Mimer. Ganz gut! aber eben in diesen Verhältnissen liegt die Verschiedenheit. Man kann die Menschen einzeln betrachten, um zu sehen, ob sie gut oder schlimm sind, und die Menschheit im Ganzen, ob sie sich eine solche Verfassung gegeben hat, dadurch die bessern auch die glücklichern sind. In ersterer Rücksicht vergleichen wir die Menschen fast immer nur mit unserm Ideal, nach dem wir sie gebildet haben wollen; in der zweiten betrachten wir uns voraussetzungsweise als ganz tauglich zur Erfüllung ihrer Gesetze und ganz passend für ihre Verfassung, und prüfen, ob wir dann das Ideal, nach dem wir [72] streben, nicht aufgeben müssen: wir können daher im ersten Fall die Menschen sehr schlecht finden, ohne im andern über unser Zeitalter klagen zu können. Das schlimmste Zeitalter, in ersterer Rücksicht, ist: wenn die Menschen nicht gut seyn mögen; und im andern: wenn wir es ohne Gefahr nicht seyn können. Heimdal hatte den ersten Gesichtspunkt, und du den zweiten gefaßt.

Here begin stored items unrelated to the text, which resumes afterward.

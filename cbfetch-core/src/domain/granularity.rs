//! Candle bucket sizes accepted by the Coinbase candle endpoint.

use serde::{Deserialize, Serialize};
use std::fmt;
use std::str::FromStr;

/// Maximum number of candles the public candle endpoint returns per call.
pub const MAX_CANDLES_PER_REQUEST: i64 = 300;

/// Bucket size of a candle.
///
/// Serialized as the raw number of seconds so cache sidecars and config files
/// stay readable (`3600`, not `"OneHour"`).
#[derive(Debug, Clone, Copy, PartialEq, Eq, Hash, PartialOrd, Ord, Serialize, Deserialize)]
#[serde(try_from = "u32", into = "u32")]
pub enum Granularity {
    OneMinute,
    FiveMinutes,
    FifteenMinutes,
    OneHour,
    SixHours,
    OneDay,
}

impl Granularity {
    pub const ALL: [Granularity; 6] = [
        Granularity::OneMinute,
        Granularity::FiveMinutes,
        Granularity::FifteenMinutes,
        Granularity::OneHour,
        Granularity::SixHours,
        Granularity::OneDay,
    ];

    /// Bucket size in seconds.
    pub const fn seconds(self) -> i64 {
        match self {
            Granularity::OneMinute => 60,
            Granularity::FiveMinutes => 300,
            Granularity::FifteenMinutes => 900,
            Granularity::OneHour => 3_600,
            Granularity::SixHours => 21_600,
            Granularity::OneDay => 86_400,
        }
    }

    /// Short label used in file names and progress output.
    pub const fn label(self) -> &'static str {
        match self {
            Granularity::OneMinute => "1m",
            Granularity::FiveMinutes => "5m",
            Granularity::FifteenMinutes => "15m",
            Granularity::OneHour => "1h",
            Granularity::SixHours => "6h",
            Granularity::OneDay => "1d",
        }
    }

    /// Widest span a single API call may cover.
    pub const fn max_window_seconds(self) -> i64 {
        self.seconds() * MAX_CANDLES_PER_REQUEST
    }

    /// Round a unix timestamp down to the start of its bucket.
    pub fn floor(self, ts: i64) -> i64 {
        ts.div_euclid(self.seconds()) * self.seconds()
    }

    /// Round a unix timestamp up to the next bucket boundary (identity if aligned).
    pub fn ceil(self, ts: i64) -> i64 {
        let floored = self.floor(ts);
        if floored == ts {
            ts
        } else {
            floored + self.seconds()
        }
    }

    pub fn is_aligned(self, ts: i64) -> bool {
        ts.rem_euclid(self.seconds()) == 0
    }
}

impl fmt::Display for Granularity {
    fn fmt(&self, f: &mut fmt::Formatter<'_>) -> fmt::Result {
        write!(f, "{}", self.seconds())
    }
}

/// Raised for a bucket size the candle endpoint does not serve.
#[derive(Debug, Clone, PartialEq, Eq, thiserror::Error)]
#[error("unsupported granularity {0}s (allowed: 60, 300, 900, 3600, 21600, 86400)")]
pub struct UnsupportedGranularity(pub i64);

impl TryFrom<i64> for Granularity {
    type Error = UnsupportedGranularity;

    fn try_from(seconds: i64) -> Result<Self, Self::Error> {
        Granularity::ALL
            .into_iter()
            .find(|g| g.seconds() == seconds)
            .ok_or(UnsupportedGranularity(seconds))
    }
}

impl TryFrom<u32> for Granularity {
    type Error = UnsupportedGranularity;

    fn try_from(seconds: u32) -> Result<Self, Self::Error> {
        Granularity::try_from(i64::from(seconds))
    }
}

impl From<Granularity> for u32 {
    fn from(g: Granularity) -> u32 {
        g.seconds() as u32
    }
}

impl FromStr for Granularity {
    type Err = UnsupportedGranularity;

    /// Accepts either seconds (`"3600"`) or a label (`"1h"`).
    fn from_str(s: &str) -> Result<Self, Self::Err> {
        let s = s.trim();
        if let Some(g) = Granularity::ALL.into_iter().find(|g| g.label() == s) {
            return Ok(g);
        }
        let seconds: i64 = s.parse().map_err(|_| UnsupportedGranularity(-1))?;
        Granularity::try_from(seconds)
    }
}

#[cfg(test)]
mod tests {
    use super::*;

    #[test]
    fn floor_and_ceil_round_outward() {
        let g = Granularity::FiveMinutes;
        assert_eq!(g.floor(299), 0);
        assert_eq!(g.floor(300), 300);
        assert_eq!(g.ceil(301), 600);
        assert_eq!(g.ceil(600), 600);
        assert_eq!(g.floor(-1), -300);
    }

    #[test]
    fn parses_seconds_and_labels() {
        assert_eq!("3600".parse::<Granularity>().unwrap(), Granularity::OneHour);
        assert_eq!("15m".parse::<Granularity>().unwrap(), Granularity::FifteenMinutes);
        assert!("120".parse::<Granularity>().is_err());
        assert!("hourly".parse::<Granularity>().is_err());
    }

    #[test]
    fn rejects_unlisted_bucket_sizes() {
        assert_eq!(
            Granularity::try_from(7200i64),
            Err(UnsupportedGranularity(7200))
        );
    }

    #[test]
    fn max_window_is_300_candles() {
        assert_eq!(Granularity::OneHour.max_window_seconds(), 300 * 3600);
    }

    #[test]
    fn serializes_as_seconds() {
        let json = serde_json::to_string(&Granularity::SixHours).unwrap();
        assert_eq!(json, "21600");
        let back: Granularity = serde_json::from_str("60").unwrap();
        assert_eq!(back, Granularity::OneMinute);
        assert!(serde_json::from_str::<Granularity>("61").is_err());
    }
}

Balder. Dieser Unterschied ist wahr, und er leitet mich noch auf einen Gedanken. Ich hatte zuvor, mehr von einer Art Begeisterung fortgerissen als bedachtsam, gesagt: die Verfassung des Menschengeschlechts würde das Symbol der Vortreflichkeit des Menschen werden, und dieß gäbe nun wohl die richtige Bestimmung des Werths eines Zeitalters ab, bey welchem man mehr auf das Ganze der Verfassung, als auf die Befolgung derselben durch Einzelne sehen muß.

Mimer. Ja, Balder, dieß ist meine Meinung von dem Werthe eines Zeitalters. Die Einrichtungen jedes Jahrhunderts zeigen, auf welcher Seite die Macht war; sie zeigen, welche Menschen ihre Vorsätze auszuführen im Stande waren, und bestimmen dadurch den Grad der Cultur, den die Menschen für dieses Leben [73] errungen hatten. Der einzelne Mensch hängt nicht von seinem Zeitalter ab; aber ob er seinen Geist durch bleibende Einrichtungen darstellen kann, und ob andre in diesen die Symbole ihrer Ideen erkennen, und sie gelten lassen wollen, darüber vermag er nichts. Reine Moralität hat ihren Wohnplatz einzig im Innern des Menschen, aber ob die bloße Befolgung der Gesetze und der Gebräuche, wenn sie auch ohne Einstimmung des Herzens geheuchelt werden, doch die Tugend gleichsam in einer Schriftsprache darstellen, die bey den Tugendhaften lebendiges Wort wird; dies hängt von dem Siege der Wahrheit, und von der größern Fertigkeit, die Heucheley zu erkennen, ab, wodurch die Verfassungen geläutert wurden. Ich überlasse mich oft den tröstenden Gedanken, daß wir uns dem Punkt nähern, wo die Menschheit lernen wird, daß sie auch hier am glücklichsten lebt, wenn ihre Handlungen das Vorbild einer im Reiche der Wahrheit und Liebe gehofften Zukunft sind, und wenn ihr die Vernunft sagt, daß kein Unterschied dorten seyn kann zwischen Herr und Knecht, sondern jeder als Vernunftwesen Gesetzgeber, und jeder als Geschöpf Diener dieses Gesetzes seyn wird; daß sie auch hier sich mit dem Namen Bürger in allen ihren Verhältnissen begnügt, als das schönste [74] Vorbild einer Gesetzgebung, die jeder will, und Antheil an ihr hat, und ihr dann doch gehorchen muß. Doch davon ein andermal, jetzt rufen mich Geschäfte zurück. Auf dem Wege werde ich dir erzählen, was ich mit Heimdal sprach. Du wirst ihn dann aufsuchen.

(Die Fortsetzung künftig.)

  1. Der Grund dieser Hitze Heimdals, und der Frage mit der er Mimern verläßt, wird sich im nächsten Gespräche, über den Selbstmord, hinlänglich, für den jetzt vielleicht dadurch überraschten Leser, entdecken.
  2. Von welchen hier die Rede seyn kann, die sind wohl schon todt.